# Describe a PIV recording

Let's say you recorded multiple PIV images and put them into a *ZIP* folder. The scenario is shown below. We will describe the data stored in the zip folder using linked-data syntax. The collection of PIV images is called a *dataset*. The information about it will be stored in a JSON-LD file:

![piv_image_dataset_management](piv_image_dataset_management.svg)

The ["PIV Challenge"](https://www.pivchallenge.org/) datasets will serve as real-world examples. We will describe one of them.

Before we start, let's get clear about the vocabulary/semantic:

We will use multiple vocabularies and ontologies. At the core, we will use the "Data Catalog Vocabulary" (dcat), which allows describing datasets. According to [dcat](https://www.w3.org/TR/vocab-dcat-2/), dataset and distribution, the main objects in our problem are described as follows:
- *dcat:Dataset*: "A collection of data, published or curated by a single agent, and available for access or download in one or more representations."
- *dcat:Distribution*: "A specific representation of a dataset. A dataset might be available in multiple serializations that may differ in various ways, including natural language, media-type or format, schematic organization, temporal and spatial resolution, level of detail or profiles (which might specify any or all of the above)."

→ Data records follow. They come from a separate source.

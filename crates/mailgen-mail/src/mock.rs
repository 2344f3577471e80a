use std::collections::{HashMap, HashSet};
use std::time::Duration;

use async_trait::async_trait;
use parking_lot::Mutex;

use mailgen_core::delivery::{DeliveryReceipt, Mailer, OutboundEmail};
use mailgen_core::errors::GatewayError;

/// In-memory mailer for tests. Records every accepted message and fails
/// sends to addresses registered with [`MockMailer::fail_for`].
#[derive(Default)]
pub struct MockMailer {
    failing: Mutex<HashSet<String>>,
    delays: Mutex<HashMap<String, Duration>>,
    delivered: Mutex<Vec<OutboundEmail>>,
    attempts: Mutex<Vec<String>>,
}

impl MockMailer {
    pub fn new() -> Self {
        Self::default()
    }

    /// Every send to `recipient` fails with a provider server error.
    pub fn fail_for(self, recipient: &str) -> Self {
        self.failing.lock().insert(recipient.to_string());
        self
    }

    /// Sends to `recipient` settle only after `delay`.
    pub fn delay_for(self, recipient: &str, delay: Duration) -> Self {
        self.delays.lock().insert(recipient.to_string(), delay);
        self
    }

    /// Messages the provider accepted, in completion order.
    pub fn delivered(&self) -> Vec<OutboundEmail> {
        self.delivered.lock().clone()
    }

    /// Every recipient a send was attempted for, in call order.
    pub fn attempts(&self) -> Vec<String> {
        self.attempts.lock().clone()
    }
}

#[async_trait]
impl Mailer for MockMailer {
    fn name(&self) -> &str {
        "mock"
    }

    async fn send_one(&self, email: &OutboundEmail) -> Result<DeliveryReceipt, GatewayError> {
        self.attempts.lock().push(email.to.clone());

        let delay = self.delays.lock().get(&email.to).copied();
        if let Some(delay) = delay {
            tokio::time::sleep(delay).await;
        }

        if self.failing.lock().contains(&email.to) {
            return Err(GatewayError::ServerError {
                status: 500,
                body: format!("mock failure for {}", email.to),
            });
        }

        let mut delivered = self.delivered.lock();
        delivered.push(email.clone());
        Ok(DeliveryReceipt {
            message_id: Some(format!("mock-{}", delivered.len())),
        })
    }
}

#[cfg(test)]
mod tests {
    use super::*;

    fn email(to: &str) -> OutboundEmail {
        OutboundEmail {
            from: "noreply@localhost.com".into(),
            to: to.into(),
            subject: "s".into(),
            html: "h".into(),
        }
    }

    #[tokio::test]
    async fn records_deliveries_and_failures() {
        let mailer = MockMailer::new().fail_for("b@example.com");

        assert!(mailer.send_one(&email("a@example.com")).await.is_ok());
        assert!(mailer.send_one(&email("b@example.com")).await.is_err());

        assert_eq!(mailer.attempts(), vec!["a@example.com", "b@example.com"]);
        let delivered: Vec<_> = mailer.delivered().into_iter().map(|e| e.to).collect();
        assert_eq!(delivered, vec!["a@example.com"]);
    }

    #[tokio::test(start_paused = true)]
    async fn delayed_recipient_waits() {
        let mailer = MockMailer::new().delay_for("slow@example.com", Duration::from_secs(3));
        let started = tokio::time::Instant::now();
        let receipt = mailer.send_one(&email("slow@example.com")).await.unwrap();
        assert!(started.elapsed() >= Duration::from_secs(3));
        assert_eq!(receipt.message_id.as_deref(), Some("mock-1"));
    }
}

Besides the description of file objects (*dcat:Distribution*), the dataset has many more properties, like the creator, a description and more such fields. We will add all this below.

## Imports

We will import some namespace modules, which are provided by `pivmetalib`. All these namespace modules contain classes representing the concepts of their ontology. E.g. `prov` contains the class `Person` and describes [*prov:Person*](https://www.w3.org/ns/prov#Person). The most important properties of a person, such as the first and last name, the email or a researcher ID is implemented as class attributes. Learn more bout in in the [GettingStarted Notebook](./GettingStarted.ipynb)

Here's an example for a Person:

In [1]:
from pivmetalib import prov

creator = prov.Person(
    lastName='Okamoto',
    mbox="okamoto@tokai.t.u-tokyo.ac.jp"
)
creator

Other important modules are `dcat` and `pivmeta`. The namespace module `dcat` contains *Distribution* and *Dataset*. The *pivmeta*-ontology provides many more PIV-specific concepts, among others it defines e.g. *PIVImageDistribution*, which is a (sub)type of *Distribution* and tells us, that the distribution contains PIV images as compared to other regular files, like README files, for example.

Let's import the other modules:

In [2]:
from pivmetalib import dcat # dcat import Dataset, Distribution
from pivmetalib import pivmeta # we will need PivImageDistribution
from ontolutils import PIVMETA  # the namespace module containing the URI addresses

## Data collection

We refer to the [PIV-Challenge](https://www.pivchallenge.org/pub/) website for all information, i.e. data and metadata. Much is written in the README file but some metadata is also available in the HTML text.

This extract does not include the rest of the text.